Sophos Rapid Response aims to provide organisations with a dedicated 24/7 team of incident responders, threat hunters and threat analysts to stop advanced attacks and remove adversaries from their networks, minimizing damage and costs, and reducing recovery time.
It aims to identify and neutralise active cybersecurity attacks throughout its entire 45-day term of engagement. It covers ransomware, network breaches, hands-on keyboard adversaries, and more. The Sophos Rapid Response team can be onboarded and activated within hours, and the majority of attacks triaged within 48 hours, it says.
“This year, devastating ransomware attacks have unfortunately been a gold rush for cybercriminals, and it’s unlike anything the cybersecurity industry has ever experienced. Nearly 85% of the attacks that Sophos Rapid Response has been involved in thus far included ransomware – notably Ryuk, REvil and Maze – and I can say with confidence that most of the other attacks that we were called in to stop would have also resulted in ransomware had we not acted so quickly,” said Peter Mackenzie, incident response manager at Sophos. “Readily accessible tools make it possible for attackers to net bigger pay-outs in one week’s worth of work than most people will make in their lifetime. Criminals infiltrate networks and stealthily plan their attacks in the background, before strategically launching ransomware as the final payload – often during the overnight hours when no one is watching in order to execute on as many machines as possible.”
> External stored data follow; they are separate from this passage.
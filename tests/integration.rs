//! Integration tests for the kraken fabric: the admin API, the spawned
//! servers and the websocket event stream, all in-process.

use std::sync::Arc;
use std::time::Duration;

use futures_util::StreamExt;
use serde_json::json;
use tokio::net::TcpListener;
use tokio::sync::{mpsc, watch};
use tokio_tungstenite::connect_async;
use tokio_tungstenite::tungstenite::protocol::Message;
use url::Url;

use kraken::admin::AdminHandler;
use kraken::beachplug;
use kraken::client::Client;
use kraken::events::{Event, EventBus, EventType};
use kraken::fileserver::Registry;
use kraken::server::ServerPool;

struct TestDaemon {
    base: Url,
    http: reqwest::Client,
    _shutdown_tx: watch::Sender<bool>,
}

impl TestDaemon {
    async fn start() -> Self {
        let mut registry = Registry::new();
        registry
            .register("beachplug", beachplug::constructor())
            .unwrap();
        let pool = Arc::new(ServerPool::new(Arc::new(registry)));
        {
            let pool = Arc::clone(&pool);
            tokio::spawn(async move { pool.listen().await });
        }

        let bus = EventBus::start();
        let listener = TcpListener::bind("127.0.0.1:0").await.unwrap();
        let addr = listener.local_addr().unwrap();
        let base = Url::parse(&format!("http://{}", addr)).unwrap();
        let handler = AdminHandler::new(pool, bus, base.clone());

        let (shutdown_tx, shutdown_rx) = watch::channel(false);
        tokio::spawn(async move {
            let _ = handler.run(listener, shutdown_rx).await;
        });

        let http = reqwest::Client::builder()
            .redirect(reqwest::redirect::Policy::none())
            .build()
            .unwrap();
        Self {
            base,
            http,
            _shutdown_tx: shutdown_tx,
        }
    }

    fn client(&self) -> Client {
        Client::new(self.base.clone()).unwrap()
    }

    fn api(&self, path: &str) -> String {
        format!("{}api{}", self.base, path)
    }

    async fn create_server(&self) -> (u16, serde_json::Value) {
        let resp = self
            .http
            .post(self.api("/servers"))
            .json(&json!({"bind_address": "127.0.0.1"}))
            .send()
            .await
            .unwrap();
        assert_eq!(resp.status(), reqwest::StatusCode::CREATED);
        let body: serde_json::Value = resp.json().await.unwrap();
        let port = body["port"].as_u64().unwrap() as u16;
        assert_ne!(port, 0);
        (port, body)
    }

    async fn create_mount(&self, port: u16, target: &str, source: &str, fs_type: &str) -> String {
        let resp = self
            .http
            .post(self.api(&format!("/servers/{}/mounts", port)))
            .json(&json!({
                "target": target,
                "source": source,
                "fs_type": fs_type,
                "fs_params": {},
            }))
            .send()
            .await
            .unwrap();
        assert_eq!(resp.status(), reqwest::StatusCode::CREATED);
        let body: serde_json::Value = resp.json().await.unwrap();
        body["id"].as_str().unwrap().to_string()
    }
}

fn scratch_dir() -> tempfile::TempDir {
    let dir = tempfile::tempdir().unwrap();
    std::fs::write(dir.path().join("hello.txt"), b"hello from kraken").unwrap();
    dir
}

#[tokio::test]
async fn test_server_pool_lifecycle() {
    let daemon = TestDaemon::start().await;

    let resp = daemon
        .http
        .post(daemon.api("/servers"))
        .json(&json!({"bind_address": "127.0.0.1"}))
        .send()
        .await
        .unwrap();
    assert_eq!(resp.status(), reqwest::StatusCode::CREATED);
    let location = resp
        .headers()
        .get("location")
        .and_then(|v| v.to_str().ok())
        .unwrap()
        .to_string();
    let body: serde_json::Value = resp.json().await.unwrap();
    let port = body["port"].as_u64().unwrap() as u16;
    assert_ne!(port, 0);
    assert_eq!(body["bind_address"], "127.0.0.1");
    assert!(location.ends_with(&format!("/api/servers/{}", port)));

    // The new server shows up in the listing.
    let resp = daemon.http.get(daemon.api("/servers")).send().await.unwrap();
    assert_eq!(resp.status(), reqwest::StatusCode::OK);
    let servers: serde_json::Value = resp.json().await.unwrap();
    assert_eq!(servers.as_array().unwrap().len(), 1);
    assert_eq!(servers[0]["port"].as_u64().unwrap() as u16, port);

    let resp = daemon
        .http
        .get(daemon.api(&format!("/servers/{}", port)))
        .send()
        .await
        .unwrap();
    assert_eq!(resp.status(), reqwest::StatusCode::OK);

    let resp = daemon
        .http
        .delete(daemon.api(&format!("/servers/{}", port)))
        .send()
        .await
        .unwrap();
    assert_eq!(resp.status(), reqwest::StatusCode::OK);

    let resp = daemon
        .http
        .get(daemon.api(&format!("/servers/{}", port)))
        .send()
        .await
        .unwrap();
    assert_eq!(resp.status(), reqwest::StatusCode::NOT_FOUND);
}

#[tokio::test]
async fn test_prefix_routing_end_to_end() {
    let daemon = TestDaemon::start().await;
    let dir = scratch_dir();
    let (port, _) = daemon.create_server().await;
    daemon
        .create_mount(port, "/foo", dir.path().to_str().unwrap(), "default")
        .await;

    let resp = daemon
        .http
        .get(format!("http://127.0.0.1:{}/foo/hello.txt", port))
        .send()
        .await
        .unwrap();
    assert_eq!(resp.status(), reqwest::StatusCode::OK);
    assert_eq!(resp.text().await.unwrap(), "hello from kraken");
}

#[tokio::test]
async fn test_root_mount_sees_full_path() {
    let daemon = TestDaemon::start().await;
    let dir = tempfile::tempdir().unwrap();
    std::fs::create_dir_all(dir.path().join("home/x")).unwrap();
    std::fs::write(dir.path().join("home/x/a.txt"), b"root mount").unwrap();
    let (port, _) = daemon.create_server().await;
    daemon
        .create_mount(port, "/", dir.path().to_str().unwrap(), "default")
        .await;

    let resp = daemon
        .http
        .get(format!("http://127.0.0.1:{}/home/x/a.txt", port))
        .send()
        .await
        .unwrap();
    assert_eq!(resp.status(), reqwest::StatusCode::OK);
    assert_eq!(resp.text().await.unwrap(), "root mount");
}

#[tokio::test]
async fn test_bare_mount_target_redirects() {
    let daemon = TestDaemon::start().await;
    let dir = scratch_dir();
    let (port, _) = daemon.create_server().await;
    daemon
        .create_mount(port, "/baz", dir.path().to_str().unwrap(), "default")
        .await;

    let resp = daemon
        .http
        .get(format!("http://127.0.0.1:{}/baz", port))
        .send()
        .await
        .unwrap();
    assert_eq!(resp.status(), reqwest::StatusCode::MOVED_PERMANENTLY);
    assert_eq!(
        resp.headers().get("location").unwrap().to_str().unwrap(),
        "/baz/"
    );
}

#[tokio::test]
async fn test_unmatched_path_is_404() {
    let daemon = TestDaemon::start().await;
    let (port, _) = daemon.create_server().await;

    let resp = daemon
        .http
        .get(format!("http://127.0.0.1:{}/meow", port))
        .send()
        .await
        .unwrap();
    assert_eq!(resp.status(), reqwest::StatusCode::NOT_FOUND);
}

#[tokio::test]
async fn test_mount_resource_round_trip() {
    let daemon = TestDaemon::start().await;
    let dir = scratch_dir();
    let source = dir.path().to_str().unwrap();
    let (port, _) = daemon.create_server().await;
    let id = daemon.create_mount(port, "/pics", source, "default").await;
    assert_eq!(id.len(), 7);

    let resp = daemon
        .http
        .get(daemon.api(&format!("/servers/{}/mounts/{}", port, id)))
        .send()
        .await
        .unwrap();
    assert_eq!(resp.status(), reqwest::StatusCode::OK);
    let mount: serde_json::Value = resp.json().await.unwrap();
    assert_eq!(mount["target"], "/pics");
    assert_eq!(mount["source"], source);

    let resp = daemon
        .http
        .delete(daemon.api(&format!("/servers/{}/mounts/{}", port, id)))
        .send()
        .await
        .unwrap();
    assert_eq!(resp.status(), reqwest::StatusCode::OK);

    let resp = daemon
        .http
        .get(daemon.api(&format!("/servers/{}/mounts/{}", port, id)))
        .send()
        .await
        .unwrap();
    assert_eq!(resp.status(), reqwest::StatusCode::NOT_FOUND);
}

#[tokio::test]
async fn test_mount_update_replaces_source() {
    let daemon = TestDaemon::start().await;
    let dir_a = scratch_dir();
    let dir_b = scratch_dir();
    let (port, _) = daemon.create_server().await;

    let id_a = daemon
        .create_mount(port, "/m", dir_a.path().to_str().unwrap(), "default")
        .await;
    let id_b = daemon
        .create_mount(port, "/m", dir_b.path().to_str().unwrap(), "default")
        .await;
    // Same target, same id; the source changed underneath.
    assert_eq!(id_a, id_b);

    let client = daemon.client();
    let mounts = client.mounts(port).await.unwrap();
    assert_eq!(mounts.len(), 1);
    assert_eq!(mounts[0].source, dir_b.path().to_str().unwrap());

    client.remove_all_mounts(port).await.unwrap();
    assert!(client.mounts(port).await.unwrap().is_empty());
}

#[tokio::test]
async fn test_invalid_mounts_are_rejected_as_json() {
    let daemon = TestDaemon::start().await;
    let dir = scratch_dir();
    let (port, _) = daemon.create_server().await;

    // Bad target: no leading slash.
    let resp = daemon
        .http
        .post(daemon.api(&format!("/servers/{}/mounts", port)))
        .json(&json!({"target": "pics", "source": dir.path().to_str().unwrap()}))
        .send()
        .await
        .unwrap();
    assert_eq!(resp.status(), reqwest::StatusCode::BAD_REQUEST);
    let body: serde_json::Value = resp.json().await.unwrap();
    assert_eq!(body["type"], "bad_request_error");

    // Bad source: not a directory.
    let resp = daemon
        .http
        .post(daemon.api(&format!("/servers/{}/mounts", port)))
        .json(&json!({
            "target": "/pics",
            "source": dir.path().join("hello.txt").to_str().unwrap(),
        }))
        .send()
        .await
        .unwrap();
    assert_eq!(resp.status(), reqwest::StatusCode::BAD_REQUEST);
    let body: serde_json::Value = resp.json().await.unwrap();
    assert_eq!(body["type"], "bad_request_error");
}

#[tokio::test]
async fn test_fileservers_listing() {
    let daemon = TestDaemon::start().await;
    let types = daemon.client().file_servers().await.unwrap();
    assert!(types.contains(&"default".to_string()));
    assert!(types.contains(&"beachplug".to_string()));
}

#[tokio::test]
async fn test_etag_round_trip() {
    let daemon = TestDaemon::start().await;
    daemon.create_server().await;

    let resp = daemon.http.get(daemon.api("/servers")).send().await.unwrap();
    let etag = resp
        .headers()
        .get("etag")
        .and_then(|v| v.to_str().ok())
        .unwrap()
        .to_string();

    let resp = daemon.http.get(daemon.api("/servers")).send().await.unwrap();
    assert_eq!(
        resp.headers().get("etag").unwrap().to_str().unwrap(),
        etag,
        "identical listings carry identical ETags"
    );

    let resp = daemon
        .http
        .get(daemon.api("/servers"))
        .header("If-None-Match", &etag)
        .send()
        .await
        .unwrap();
    assert_eq!(resp.status(), reqwest::StatusCode::NOT_MODIFIED);
}

#[tokio::test]
async fn test_remove_all_servers() {
    let daemon = TestDaemon::start().await;
    daemon.create_server().await;
    daemon.create_server().await;

    let client = daemon.client();
    assert_eq!(client.servers().await.unwrap().len(), 2);
    client.remove_all_servers().await.unwrap();
    assert!(client.servers().await.unwrap().is_empty());
}

#[tokio::test]
async fn test_event_fan_out_with_filter() {
    let daemon = TestDaemon::start().await;

    let mut ws_url = daemon.base.clone();
    ws_url.set_scheme("ws").unwrap();
    ws_url.set_path("/api/events");
    ws_url.set_query(Some(&format!("e={}", EventType::ServerAdd.code())));
    let (mut ws, _) = connect_async(ws_url.as_str()).await.unwrap();

    let (port_a, _) = daemon.create_server().await;
    let (_port_b, _) = daemon.create_server().await;
    let resp = daemon
        .http
        .delete(daemon.api(&format!("/servers/{}", port_a)))
        .send()
        .await
        .unwrap();
    assert_eq!(resp.status(), reqwest::StatusCode::OK);

    // Exactly two ServerAdd frames; the remove is filtered out.
    for _ in 0..2 {
        let msg = tokio::time::timeout(Duration::from_secs(5), ws.next())
            .await
            .expect("expected an event frame")
            .unwrap()
            .unwrap();
        let payload = match msg {
            Message::Text(payload) => payload,
            other => panic!("unexpected frame: {:?}", other),
        };
        let event: Event = serde_json::from_str(&payload).unwrap();
        assert_eq!(event.event_type(), EventType::ServerAdd);
    }
    assert!(
        tokio::time::timeout(Duration::from_millis(500), ws.next())
            .await
            .is_err(),
        "no further frames expected"
    );
}

#[tokio::test]
async fn test_client_listen_events_sees_mount_and_serve() {
    let daemon = TestDaemon::start().await;
    let dir = scratch_dir();

    let (events_tx, mut events_rx) = mpsc::channel(16);
    let client = daemon.client();
    tokio::spawn(async move { client.listen_events(&[], events_tx).await });
    // Let the subscription settle before driving the fabric.
    tokio::time::sleep(Duration::from_millis(100)).await;

    let (port, _) = daemon.create_server().await;
    daemon
        .create_mount(port, "/files", dir.path().to_str().unwrap(), "default")
        .await;
    let resp = daemon
        .http
        .get(format!("http://127.0.0.1:{}/files/hello.txt", port))
        .send()
        .await
        .unwrap();
    assert_eq!(resp.status(), reqwest::StatusCode::OK);

    let mut seen = Vec::new();
    for _ in 0..3 {
        let event = tokio::time::timeout(Duration::from_secs(5), events_rx.recv())
            .await
            .expect("expected an event")
            .unwrap();
        seen.push(event.event_type());
    }
    assert_eq!(
        seen,
        vec![
            EventType::ServerAdd,
            EventType::MountAdd,
            EventType::FileServe
        ]
    );
}

#[tokio::test]
async fn test_beachplug_backend_lists_directories() {
    let daemon = TestDaemon::start().await;
    let dir = scratch_dir();
    std::fs::create_dir(dir.path().join("photos")).unwrap();
    let (port, _) = daemon.create_server().await;
    daemon
        .create_mount(port, "/pub", dir.path().to_str().unwrap(), "beachplug")
        .await;

    let resp = daemon
        .http
        .get(format!("http://127.0.0.1:{}/pub/", port))
        .send()
        .await
        .unwrap();
    assert_eq!(resp.status(), reqwest::StatusCode::OK);
    let page = resp.text().await.unwrap();
    assert!(page.contains("photos/"));
    assert!(page.contains("hello.txt"));
}

#[tokio::test]
async fn test_unknown_fs_type_falls_back_to_default() {
    let daemon = TestDaemon::start().await;
    let dir = scratch_dir();
    let (port, _) = daemon.create_server().await;
    daemon
        .create_mount(port, "/x", dir.path().to_str().unwrap(), "no-such-backend")
        .await;

    let resp = daemon
        .http
        .get(format!("http://127.0.0.1:{}/x/hello.txt", port))
        .send()
        .await
        .unwrap();
    assert_eq!(resp.status(), reqwest::StatusCode::OK);
}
“When you’re hit with an attack, time is of the essence. Every minute between initial compromise and neutralization counts as adversaries race through the attack lifecycle,” said Joe Levy, chief technology officer at Sophos. “Advanced attacks can quickly halt business operations, and IT managers who have experienced ransomware first hand know this all too well, reporting the need to spend proportionately more time on incident response and less time on threat prevention than those who haven’t been hit. Sophos Rapid Response disrupts active attacks, eliminating the complex and time consuming process of stopping determined attackers, so organizations can get back to their normal operations faster.”